ここがダメだよ、大和証券(2)

ここがダメだよ、大和証券(2)

「圧倒的」に売買手数料が高い

大和証券の現状のどこがダメかというと、まず売買手数料が高いということが挙げられます。無論、例えば20年前と比較すれば売買手数料水準は低くはなっています。が、現在は主要なネット証券はもとより、野村、日興のネットトレードと比較しても、大和の手数料の高さは悪い意味でかなり際立っている印象があります。

大和の場合、ネット専用のダイレクトコースでも売買手数料は高いです。

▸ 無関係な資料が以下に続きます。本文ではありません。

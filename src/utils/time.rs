use std::fmt;

use chrono::{Duration, NaiveDate, NaiveDateTime, NaiveTime, Timelike};

use crate::utils::error::ServiceError;

/// Every lesson runs for exactly one hour; materialization, reschedule and
/// the synthetic pending view all derive `end_time` from this constant.
pub const LESSON_DURATION_MINUTES: i64 = 60;

/// A wall-clock time normalized to whole-second `HH:MM:SS` precision.
///
/// Stored time values reach the presentation layer in several shapes
/// (`14:00`, `14:00:00`, `14:00:00.123456`); this is the single parser used
/// everywhere, so sub-second noise is stripped exactly once.
#[derive(Debug, Clone, Copy, PartialEq, Eq, PartialOrd, Ord)]
pub struct WallClockTime(NaiveTime);

impl WallClockTime {
    pub fn parse(raw: &str) -> Result<Self, ServiceError> {
        let raw = raw.trim();
        // Fractional seconds are legal input but never survive normalization.
        let whole = raw.split('.').next().unwrap_or(raw);
        let parsed = NaiveTime::parse_from_str(whole, "%H:%M:%S")
            .or_else(|_| NaiveTime::parse_from_str(whole, "%H:%M"))
            .map_err(|_| ServiceError::Format(format!("Malformed time value: '{raw}'")))?;
        Ok(Self(parsed))
    }

    pub fn from_naive(time: NaiveTime) -> Self {
        Self(time.with_nanosecond(0).unwrap_or(time))
    }

    pub fn as_naive(self) -> NaiveTime {
        self.0
    }

    /// Offset by whole minutes, wrapping at midnight like `TIME` arithmetic.
    pub fn add_minutes(self, minutes: i64) -> Self {
        Self(self.0 + Duration::minutes(minutes))
    }

    /// Signed distance in whole minutes from `self` to `end`.
    pub fn minutes_until(self, end: WallClockTime) -> i64 {
        end.0.signed_duration_since(self.0).num_minutes()
    }
}

impl fmt::Display for WallClockTime {
    fn fmt(&self, f: &mut fmt::Formatter<'_>) -> fmt::Result {
        write!(f, "{}", self.0.format("%H:%M:%S"))
    }
}

/// A calendar date normalized to `YYYY-MM-DD`.
#[derive(Debug, Clone, Copy, PartialEq, Eq, PartialOrd, Ord)]
pub struct CalendarDate(NaiveDate);

impl CalendarDate {
    pub fn parse(raw: &str) -> Result<Self, ServiceError> {
        let raw = raw.trim();
        // Accept a full ISO instant and keep only the date part.
        let date_part = raw
            .split(|c| c == 'T' || c == ' ')
            .next()
            .unwrap_or(raw);
        let parsed = NaiveDate::parse_from_str(date_part, "%Y-%m-%d")
            .map_err(|_| ServiceError::Format(format!("Malformed date value: '{raw}'")))?;
        Ok(Self(parsed))
    }

    pub fn from_naive(date: NaiveDate) -> Self {
        Self(date)
    }

    pub fn as_naive(self) -> NaiveDate {
        self.0
    }
}

impl fmt::Display for CalendarDate {
    fn fmt(&self, f: &mut fmt::Formatter<'_>) -> fmt::Result {
        write!(f, "{}", self.0.format("%Y-%m-%d"))
    }
}

/// ISO-8601 instant built from a normalized date and start time.
pub fn scheduled_for(date: CalendarDate, time: WallClockTime) -> String {
    format!("{date}T{time}.000Z")
}

/// Decompose a request's scheduled instant into the lesson's date and start
/// time, exactly as materialization stores them.
pub fn split_instant(instant: NaiveDateTime) -> (CalendarDate, WallClockTime) {
    (
        CalendarDate::from_naive(instant.date()),
        WallClockTime::from_naive(instant.time()),
    )
}

#[cfg(test)]
mod tests {
    use super::*;

    #[test]
    fn parses_all_accepted_time_shapes() {
        for raw in ["14:00", "14:00:00", "14:00:00.123456", " 14:00:00 "] {
            let t = WallClockTime::parse(raw).unwrap();
            assert_eq!(t.to_string(), "14:00:00", "input {raw:?}");
        }
    }

    #[test]
    fn rejects_malformed_times() {
        for raw in ["", "25:00:00", "2pm", "14", "14:60"] {
            let err = WallClockTime::parse(raw).unwrap_err();
            assert_eq!(err.kind(), "format", "input {raw:?}");
        }
    }

    #[test]
    fn subseconds_do_not_affect_duration() {
        let start = WallClockTime::parse("14:00:00.123456").unwrap();
        let end = WallClockTime::parse("15:00:00").unwrap();
        assert_eq!(start.minutes_until(end), 60);
    }

    #[test]
    fn date_accepts_plain_and_instant_forms() {
        for raw in ["2024-03-15", "2024-03-15T14:00:00", "2024-03-15 14:00:00"] {
            let d = CalendarDate::parse(raw).unwrap();
            assert_eq!(d.to_string(), "2024-03-15", "input {raw:?}");
        }
    }

    #[test]
    fn rejects_malformed_dates() {
        for raw in ["", "15-03-2024", "2024-13-01", "yesterday"] {
            let err = CalendarDate::parse(raw).unwrap_err();
            assert_eq!(err.kind(), "format", "input {raw:?}");
        }
    }

    #[test]
    fn scheduled_for_is_iso_with_zero_millis() {
        let d = CalendarDate::parse("2024-03-15").unwrap();
        let t = WallClockTime::parse("14:00:00.123456").unwrap();
        assert_eq!(scheduled_for(d, t), "2024-03-15T14:00:00.000Z");
    }

    #[test]
    fn add_minutes_wraps_at_midnight() {
        let t = WallClockTime::parse("23:30:00").unwrap();
        assert_eq!(t.add_minutes(LESSON_DURATION_MINUTES).to_string(), "00:30:00");
    }

    #[test]
    fn split_instant_matches_materialization() {
        let instant = NaiveDateTime::parse_from_str("2024-03-15T14:00:00", "%Y-%m-%dT%H:%M:%S")
            .unwrap();
        let (date, start) = split_instant(instant);
        assert_eq!(date.to_string(), "2024-03-15");
        assert_eq!(start.to_string(), "14:00:00");
        assert_eq!(
            start.add_minutes(LESSON_DURATION_MINUTES).to_string(),
            "15:00:00"
        );
    }
}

また、支店のコンサルティングコースにしている場合、すべて自分で判断してなんら「コンサルティング」を利用していない、なんの助言も情報提供も得ていなかったとしても、コンサルティングコースであるというだけで、ネットで注文してもダイレクトコースよりも割高な手数料適用になってしまいます。これは感覚的にはちょっと納得はし難いです。逆に裁量配分で有望な商品の提供でもあれば、そこはコストが割高でも納得感はあるのでしょうが。

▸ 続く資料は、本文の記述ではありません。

// src/db/models/change_request.rs
use chrono::{NaiveDate, NaiveDateTime, NaiveTime};
use serde::{Deserialize, Serialize};
use utoipa::ToSchema;

#[derive(Debug, Serialize, Deserialize, Clone, Copy, PartialEq, Eq, sqlx::Type, ToSchema)]
#[sqlx(type_name = "change_request_status", rename_all = "snake_case")]
#[serde(rename_all = "snake_case")]
pub enum ChangeRequestStatus {
    Pending,
    Accepted,
    Rejected,
}

/// A proposal to move an existing lesson to a new date/time.
///
/// At most one pending row exists per lesson; the proposal history is
/// append-only apart from explicit cancellation by the requester while
/// still pending.
#[derive(Debug, Serialize, Deserialize, sqlx::FromRow, ToSchema)]
pub struct LessonChangeRequest {
    pub id: i32,
    pub lesson_id: i32,
    pub requester_id: i32,
    pub proposed_date: NaiveDate,
    pub proposed_time: NaiveTime,
    pub comment: Option<String>,
    pub status: ChangeRequestStatus,
    pub reason: Option<String>,
    pub created_at: Option<NaiveDateTime>,
}

#[derive(Debug, Serialize, Deserialize, ToSchema)]
pub struct NewChangeRequest {
    pub proposed_date: NaiveDate,
    pub proposed_time: NaiveTime,
    pub comment: Option<String>,
}

/// The closed set of resolutions on a pending change request.
#[derive(Debug, Serialize, Deserialize, Clone, Copy, PartialEq, Eq, ToSchema)]
#[serde(rename_all = "snake_case")]
pub enum ChangeRequestResolution {
    Accept,
    Reject,
}

#[derive(Debug, Serialize, Deserialize, ToSchema)]
pub struct ResolveChangeRequest {
    pub action: ChangeRequestResolution,
    pub reason: Option<String>,
}

#[cfg(test)]
mod tests {
    use super::*;

    #[test]
    fn resolution_deserializes_from_snake_case() {
        let res: ResolveChangeRequest =
            serde_json::from_str(r#"{"action":"reject","reason":"clash"}"#).unwrap();
        assert_eq!(res.action, ChangeRequestResolution::Reject);
        assert_eq!(res.reason.as_deref(), Some("clash"));
        assert!(serde_json::from_str::<ChangeRequestResolution>("\"cancel\"").is_err());
    }
}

野村、日興の支店の口座の手数料水準については詳しくないので、大和と同等の面があるかもしれませんが、とにかく全般的に見て、大和の売買手数料は今日的なネットトレードが一般化している状況下では高いです。

つまり現状の大和は、日常的な細かい売買、回数が多くなるスキャルピングやデイトレードについては、利用する意味が薄く(ほとんどなく)、実際、このような形で利用している人は非常に少ないでしょう。

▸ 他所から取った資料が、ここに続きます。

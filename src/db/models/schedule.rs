// src/db/models/schedule.rs
use chrono::{NaiveDate, NaiveTime};
use serde::{Deserialize, Serialize};
use utoipa::{IntoParams, ToSchema};

/// Tutor-declared availability state of a slot. Lesson occupancy is not a
/// declared state; it is overlaid by the schedule view generator.
#[derive(Debug, Serialize, Deserialize, Clone, Copy, PartialEq, Eq, sqlx::Type, ToSchema)]
#[sqlx(type_name = "slot_status", rename_all = "snake_case")]
#[serde(rename_all = "snake_case")]
pub enum SlotStatus {
    Blocked,
    Available,
}

/// A tutor schedule row, upsert-keyed on `(tutor_id, slot_date, start_time)`.
#[derive(Debug, Serialize, Deserialize, sqlx::FromRow, ToSchema)]
pub struct TutorScheduleSlot {
    pub id: i32,
    pub tutor_id: i32,
    pub slot_date: NaiveDate,
    pub start_time: NaiveTime,
    pub end_time: NaiveTime,
    pub status: SlotStatus,
    pub reason: Option<String>,
    pub is_recurring: bool,
    pub recurring_pattern: Option<String>,
}

#[derive(Debug, Serialize, Deserialize, ToSchema)]
pub struct NewScheduleSlot {
    pub slot_date: NaiveDate,
    pub start_time: NaiveTime,
    pub end_time: NaiveTime,
    pub status: SlotStatus,
    pub reason: Option<String>,
    #[serde(default)]
    pub is_recurring: bool,
    pub recurring_pattern: Option<String>,
}

#[derive(Debug, Serialize, Deserialize, ToSchema)]
pub struct BlockSlotsRequest {
    pub slots: Vec<NewScheduleSlot>,
}

#[derive(Debug, Serialize, Deserialize, Default, IntoParams, ToSchema)]
pub struct ScheduleQuery {
    pub from: Option<NaiveDate>,
    pub to: Option<NaiveDate>,
}

/// One entry of the merged schedule view: declared blocks overlaid with
/// lesson occupancy. `status` is `booked`, `blocked` or `available`; booked
/// entries carry the occupying lesson id and have no schedule row id.
#[derive(Debug, Serialize, Deserialize, ToSchema)]
pub struct ScheduleSlotView {
    pub slot_id: Option<i32>,
    pub tutor_id: i32,
    pub slot_date: String,
    pub start_time: String,
    pub end_time: String,
    pub status: String,
    pub reason: Option<String>,
    pub lesson_id: Option<i32>,
}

今はもう「株・投信、手数料ゼロの波 個人投資家の裾野拡大 収益圧迫、再編誘発も」という時代になってきています。これは昨日の日経一面の見出しです。
その記事の中では「インターネット取引を主力とするカブドットコム証券と松井証券は、年内にそれぞれ信用取引(総合2面きょうのことば)と投信で撤廃する。カブコムは来春に現物株取引でも着手する計画だ。」という記述があり「SBI証券も現物取引の手数料を3年後に無料化する方針を掲げている。」ということも書かれています。

その時代に、今のこの大和の手数料体系は基本的には対抗することはできません。

多くの金融資産を有している高齢者層にコンサルタントで丁寧にアプローチをし、高いコストを負担してもらって利益につなげるという発想もあるでしょう。
単なる商品の売り屋さんではなく、中立的FPのような視点も含めて、有益なアドバイスがきちんとできるのであれば、そこにコストを支払うということもありえます。
が、どうしても、販売店がアドバイザーも兼ねていると、これは保険でもそうですが、結局、自社の商品を売ることに意識がいってしまい、そこから自由になることは難しいでしょう。ピッチャーが審判も兼ねるのであれば、あまりにひどいボール以外は、だいたいストライクと判定することになるでしょう。

そして、これからの高齢者はどんどん自分でパソコンやスマホを使いこなし、判断も自分自身で行うようになっていきます。一方、低コストでのインデックスファンドを中心とした低コストで合理的な資産運用も進んでいくでしょう。その中で、このクソ高い売買手数料体型の証券会社が対リテールのところでそのままで生き残れるはずがありません。

こうした問題意識に応えるという意味で、大和は新ブランド「CONNECT」というのを準備しています。が、その具体的なサービス内容はまだ明らかになっていません。


これがどこまでここに期待できるのか、現段階では疑問です。